*** GIVEN INFORMATION

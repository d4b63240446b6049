// SPDX-License-Identifier: BUSL-1.1
// Copyright (c) 2026 Alfred Jean LLC

//! Syntactic safety guard applied before a condition is parsed.
//!
//! Condition strings come from steward definitions, which are authored by
//! users and must be treated as untrusted. The guard strips string literals
//! and then rejects every construct the grammar has no business containing:
//! statement separators, dangerous identifiers, call syntax, subscripting,
//! assignment. The recursive-descent parser is the definitive filter by
//! construction; the guard is the cheap early reject.

use regex::Regex;
use std::sync::LazyLock;

/// Identifiers that must never appear outside string literals.
const BLOCKED_IDENTIFIERS: &[&str] = &[
    "import",
    "require",
    "eval",
    "Function",
    "constructor",
    "__proto__",
    "prototype",
    "process",
    "global",
    "globalThis",
    "window",
    "document",
    "setTimeout",
    "setInterval",
    "fetch",
];

/// Keyword operators that enable construction, introspection, or scope
/// access.
const BLOCKED_KEYWORDS: &[&str] =
    &["this", "new", "delete", "void", "typeof", "in", "instanceof"];

/// Word-bounded match over [`BLOCKED_IDENTIFIERS`].
#[allow(clippy::expect_used)]
static BLOCKED_IDENT_RE: LazyLock<Regex> = LazyLock::new(|| {
    let words = BLOCKED_IDENTIFIERS.join("|");
    Regex::new(&format!(r"\b({words})\b")).expect("constant regex pattern is valid")
});

/// Word-bounded match over [`BLOCKED_KEYWORDS`].
#[allow(clippy::expect_used)]
static BLOCKED_KEYWORD_RE: LazyLock<Regex> = LazyLock::new(|| {
    let words = BLOCKED_KEYWORDS.join("|");
    Regex::new(&format!(r"\b({words})\b")).expect("constant regex pattern is valid")
});

/// An identifier immediately followed by `(` — call syntax.
#[allow(clippy::expect_used)]
static CALL_RE: LazyLock<Regex> = LazyLock::new(|| {
    Regex::new(r"[A-Za-z_$][A-Za-z0-9_$]*\s*\(").expect("constant regex pattern is valid")
});

/// Everything the permitted grammar can possibly contain, post-stripping.
#[allow(clippy::expect_used)]
static ALLOWED_CHARS_RE: LazyLock<Regex> = LazyLock::new(|| {
    Regex::new(r#"^[\w\s.$?!&|><=()'",-]*$"#).expect("constant regex pattern is valid")
});

/// Check a condition string. `Err` carries the rejection reason.
pub(super) fn check(condition: &str) -> Result<(), &'static str> {
    let stripped = strip_string_literals(condition);

    if stripped.contains([';', '{', '}']) {
        return Err("statement separator");
    }
    if BLOCKED_IDENT_RE.is_match(&stripped) {
        return Err("blocked identifier");
    }
    if stripped.contains("...") {
        return Err("spread operator");
    }
    if stripped.contains("++") || stripped.contains("--") {
        return Err("increment operator");
    }
    if stripped.contains('`') {
        return Err("template literal");
    }
    if stripped.contains("=>") {
        return Err("arrow function");
    }
    if BLOCKED_KEYWORD_RE.is_match(&stripped) {
        return Err("blocked keyword");
    }
    if stripped.contains(['[', ']']) {
        return Err("bracket subscript");
    }
    if has_assignment(&stripped) {
        return Err("assignment");
    }
    if CALL_RE.is_match(&stripped) {
        return Err("function call");
    }
    if !ALLOWED_CHARS_RE.is_match(&stripped) {
        return Err("disallowed character");
    }
    Ok(())
}

/// Replace the contents of quoted literals, keeping the quotes, so the
/// checks above never fire on literal text.
fn strip_string_literals(s: &str) -> String {
    let mut out = String::with_capacity(s.len());
    let mut chars = s.chars().peekable();
    while let Some(c) = chars.next() {
        if c == '\'' || c == '"' {
            out.push(c);
            let quote = c;
            while let Some(inner) = chars.next() {
                if inner == '\\' {
                    chars.next();
                    continue;
                }
                if inner == quote {
                    out.push(quote);
                    break;
                }
            }
            continue;
        }
        out.push(c);
    }
    out
}

/// True when a bare `=` appears that is not part of `==`, `===`, `!=`,
/// `<=`, or `>=`.
fn has_assignment(s: &str) -> bool {
    let bytes = s.as_bytes();
    for (i, &b) in bytes.iter().enumerate() {
        if b != b'=' {
            continue;
        }
        let prev = i.checked_sub(1).map(|p| bytes[p]);
        let next = bytes.get(i + 1);
        let part_of_comparison = matches!(prev, Some(b'=' | b'!' | b'<' | b'>'))
            || next == Some(&b'=');
        if !part_of_comparison {
            return true;
        }
    }
    false
}

#[cfg(test)]
#[path = "guard_tests.rs"]
mod tests;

******

▶ [PROBLEM TO SOLVE]
Starting at the line that contains "next == Some(&b'=');", retype every line through the end of the records exactly, and nothing else.

▶ [RESULT]
            || next == Some(&b'=');
        if !part_of_comparison {
            return true;
        }
    }
    false
}

#[cfg(test)]
#[path = "guard_tests.rs"]
mod tests;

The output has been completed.